The institution that later became known as Kansas State University, or K-State, was the nation's first operational land-grant university, and the only in Kansas. This meant K-State was tasked with teaching agriculture, science, military science and engineering to any interested student, as well as seeking to better the lives of others through research and service. For more than 150 years, we have taken this obligation to heart. Whether it means making a stranger feel welcome on campus, cheering on a teammate or developing a vaccine that saves lives, we are committed to the Wildcat Way.
The inauguration of each new Kansas State University president features fanfare specific to each leader's experiences, values and vision. However, several important traditions remain steadfast with each passing president.
The presidential medallion was first bestowed upon the 11th president of Kansas State University, Duane C. Acker. With each succeeding university president, the medallion has served as a symbol of the Office of the President at inauguration ceremonies.

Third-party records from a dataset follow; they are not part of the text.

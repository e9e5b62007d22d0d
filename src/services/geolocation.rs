use super::{Geolocator, IntentSender};
use crate::app::AppIntent;
use crate::core::LatLng;

/// Standortquelle für Desktop-Hosts ohne Browser-Geolocation.
///
/// Meldet die konfigurierte Heimposition oder einen Fehler, wenn keine
/// konfiguriert ist.
pub struct FixedGeolocator {
    position: Option<LatLng>,
    sender: IntentSender,
}

impl FixedGeolocator {
    /// Erstellt die Standortquelle
    pub fn new(position: Option<LatLng>, sender: IntentSender) -> Self {
        Self { position, sender }
    }
}

impl Geolocator for FixedGeolocator {
    fn request_position(&mut self) {
        let intent = match self.position {
            Some(position) => AppIntent::GeolocationResolved { position },
            None => AppIntent::GeolocationFailed {
                reason: "Keine Heimposition konfiguriert (home_position)".to_string(),
            },
        };
        if self.sender.send(intent).is_err() {
            log::warn!("Standort-Ergebnis verworfen: Host-Kanal geschlossen");
        }
    }
}
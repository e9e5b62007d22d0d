//! POI Route Planner Library.
//! Core-Funktionalität als Library exportiert für Tests und Wiederverwendung.

pub mod app;
pub mod core;
pub mod services;
pub mod shared;
pub mod storage;
pub mod ui;

pub use app::{
    AppCommand, AppIntent, GeolocationState, MapController, MapSession, MarkerOverlayIndex,
    RouteResolution, RouteSession,
};
pub use core::{
    LatLng, LoadOutcome, MapCamera, Marker, MarkerKey, MarkerStore, MarkerStoreError, RoutePath,
    RouteResponse, RouteSummary,
};
pub use services::{
    intent_channel, GeoNameResolver, Geolocator, IntentReceiver, IntentSender, MapView,
    RouteEngine, SceneMapView, Services, UserPrompt,
};
pub use shared::PlannerOptions;
pub use storage::{FileKeyValueStore, KeyValueStore, MemoryKeyValueStore, StorageError};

The Kansas State University mace debuted in 2009 at the inauguration of Kirk H. Schulz as the university's 13th president. The mace is a decorative symbol of office and is typically carried at the front of academic processions. Designed by Tom Boley, a 1970 university graduate, the mace is made from a purple wood called purpleheart and a light-colored maple.
Representatives from the member institutions of the Association of Public and Land-Grant Universities traditionally serve as delegates at Kansas State University presidential inaugurations.

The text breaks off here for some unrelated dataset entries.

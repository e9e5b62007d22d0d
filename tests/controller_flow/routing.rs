use crate::support::{Harness, CARCAR, HOME, TALISAY};
use poi_route_planner::AppIntent;

#[test]
fn test_route_without_location_shows_pending_notice() {
    let mut h = Harness::new();
    h.add_marker(CARCAR, "Carcar City");

    h.send(AppIntent::OverlayActivated { key: CARCAR.key() });

    assert!(h.fakes.routes.requests().is_empty());
    assert_eq!(
        h.fakes.prompt.notices(),
        vec!["Please wait for your location to be detected".to_string()]
    );
    assert_eq!(
        h.session.status_message.as_deref(),
        Some("Please wait for your location to be detected")
    );
}

#[test]
fn test_list_click_routes_from_user_location() {
    let mut h = Harness::started_at_home();
    h.add_marker(CARCAR, "Carcar City");

    h.send(AppIntent::MarkerListItemClicked { key: CARCAR.key() });

    let requests = h.fakes.routes.requests();
    assert_eq!(requests.len(), 1);
    assert_eq!(requests[0].1, HOME);
    assert_eq!(requests[0].2, CARCAR);
    assert!(h.session.route.is_pending());
    assert_eq!(h.session.route.pending_label(), Some("Carcar City"));

    h.route_found(requests[0].0, 38_450.0, 2_730.0);

    let summary = h.session.route.summary().expect("Zusammenfassung erwartet");
    assert_eq!(summary.target_name, "Carcar City");
    assert_eq!(summary.distance_label(), "38.5 km");
    assert_eq!(summary.eta_label(), "46 min");
    assert_eq!(h.session.route.target(), Some(CARCAR.key()));
    let mut scene = h.fakes.view.lock();
    assert!(scene.route.is_some());
    assert_eq!(scene.take_requested_bounds(), Some((CARCAR, HOME)));
}

#[test]
fn test_last_request_wins_across_controller() {
    let mut h = Harness::started_at_home();
    h.add_marker(CARCAR, "Carcar City");
    h.add_marker(TALISAY, "Talisay");

    h.send(AppIntent::OverlayActivated { key: CARCAR.key() });
    let ticket_a = h.fakes.routes.last_ticket();
    h.send(AppIntent::OverlayActivated { key: TALISAY.key() });
    let ticket_b = h.fakes.routes.last_ticket();

    h.route_found(ticket_b, 12_000.0, 900.0);
    h.route_found(ticket_a, 38_000.0, 2_700.0);

    let summary = h.session.route.summary().expect("Zusammenfassung erwartet");
    assert_eq!(summary.target_name, "Talisay");
    assert_eq!(summary.distance_label(), "12.0 km");
    assert_eq!(h.fakes.routes.cancelled(), vec![ticket_a]);
}

#[test]
fn test_stale_failure_does_not_notify() {
    let mut h = Harness::started_at_home();
    h.add_marker(CARCAR, "Carcar City");
    h.add_marker(TALISAY, "Talisay");

    h.send(AppIntent::OverlayActivated { key: CARCAR.key() });
    let ticket_a = h.fakes.routes.last_ticket();
    h.send(AppIntent::OverlayActivated { key: TALISAY.key() });

    h.send(AppIntent::RoutingFailed {
        ticket: ticket_a,
        reason: "timeout".to_string(),
    });

    assert!(h.fakes.prompt.notices().is_empty());
    assert!(h.session.route.is_pending());
}

#[test]
fn test_failure_removes_previous_route_and_notifies() {
    let mut h = Harness::started_at_home();
    h.add_marker(CARCAR, "Carcar City");
    h.add_marker(TALISAY, "Talisay");

    h.send(AppIntent::OverlayActivated { key: CARCAR.key() });
    let first = h.fakes.routes.last_ticket();
    h.route_found(first, 38_000.0, 2_700.0);

    h.send(AppIntent::OverlayActivated { key: TALISAY.key() });
    let second = h.fakes.routes.last_ticket();
    h.send(AppIntent::RoutingFailed {
        ticket: second,
        reason: "NoRoute".to_string(),
    });

    assert!(h.session.route.summary().is_none());
    assert!(h.fakes.view.lock().route.is_none());
    assert_eq!(
        h.fakes.prompt.notices(),
        vec!["Could not calculate route to this location".to_string()]
    );
}

#[test]
fn test_route_dismissed_clears_route() {
    let mut h = Harness::started_at_home();
    h.add_marker(CARCAR, "Carcar City");
    h.send(AppIntent::OverlayActivated { key: CARCAR.key() });
    let ticket = h.fakes.routes.last_ticket();
    h.route_found(ticket, 1_000.0, 60.0);

    h.send(AppIntent::RouteDismissed);

    assert!(h.session.route.summary().is_none());
    assert!(h.session.route.target().is_none());
    assert!(h.fakes.view.lock().route.is_none());
}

At inauguration ceremonies, the president, president's cabinet, and other designees often wear academic regalia. The history of academic dress dates back to the medieval European universities of the 12th century. Universities in the United States have standardized academic dress so its features are common and uniform throughout the country. These features include:
At Kansas State University, gowns are black and typically made of synthetic material or worsted wool. The pattern varies with the degree held: open sleeves for the bachelor's degree; long, closed sleeves with slits for the hands for the master's degree; and round, bell sleeves for the doctoral degree.

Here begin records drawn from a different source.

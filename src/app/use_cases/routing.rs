//! Use-Cases für die aktive Route.

use super::notice::notify;
use crate::app::{messages, MapSession, RouteResolution};
use crate::core::{LatLng, RouteResponse};
use crate::services::{RouteTicket, Services};

/// Ersetzt die aktive Route durch eine neue Anfrage.
pub fn request_route(
    session: &mut MapSession,
    services: &mut Services,
    from: LatLng,
    to: LatLng,
    label: &str,
) {
    session.route.request(
        services.map_view.as_mut(),
        services.routes.as_mut(),
        from,
        to,
        label,
    );
}

/// Übernimmt eine gefundene Route, sofern sie zur letzten Anfrage gehört.
pub fn apply_route_found(
    session: &mut MapSession,
    services: &mut Services,
    ticket: RouteTicket,
    route: &RouteResponse,
) {
    session
        .route
        .on_route_found(services.map_view.as_mut(), ticket, route);
}

/// Meldet einen Routing-Fehler, sofern er zur letzten Anfrage gehört.
pub fn apply_routing_failure(
    session: &mut MapSession,
    services: &mut Services,
    ticket: RouteTicket,
    reason: &str,
) {
    if session.route.on_routing_failed(ticket, reason) == RouteResolution::Applied {
        notify(session, services, messages::ROUTING_FAILED);
    }
}

/// Verwirft laufende Anfrage und angezeigte Route.
pub fn clear_route(session: &mut MapSession, services: &mut Services) {
    session
        .route
        .clear(services.map_view.as_mut(), services.routes.as_mut());
}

Students receiving graduate degrees wear hoods. The master's hood is shorter than the doctoral hood and lacks the panels of the doctoral hood. Hoods are lined with the colors of the university; the university's lining is purple with two inverted chevrons. The binding or edging of the hood is the color pertaining to the subject of the degree.
All bachelor's and master's degree candidates wear a black mortarboard. Doctoral students may wear a mortarboard or a soft velvet tam with either six or eight sides. The tams can be dark blue or black for Doctor of Philosophy candidates and light blue for Doctor of Education candidates. Doctor of Veterinary Medicine candidates wear a black mortarboard. Tassel color for all degree candidates depends on the degree and/or degree field.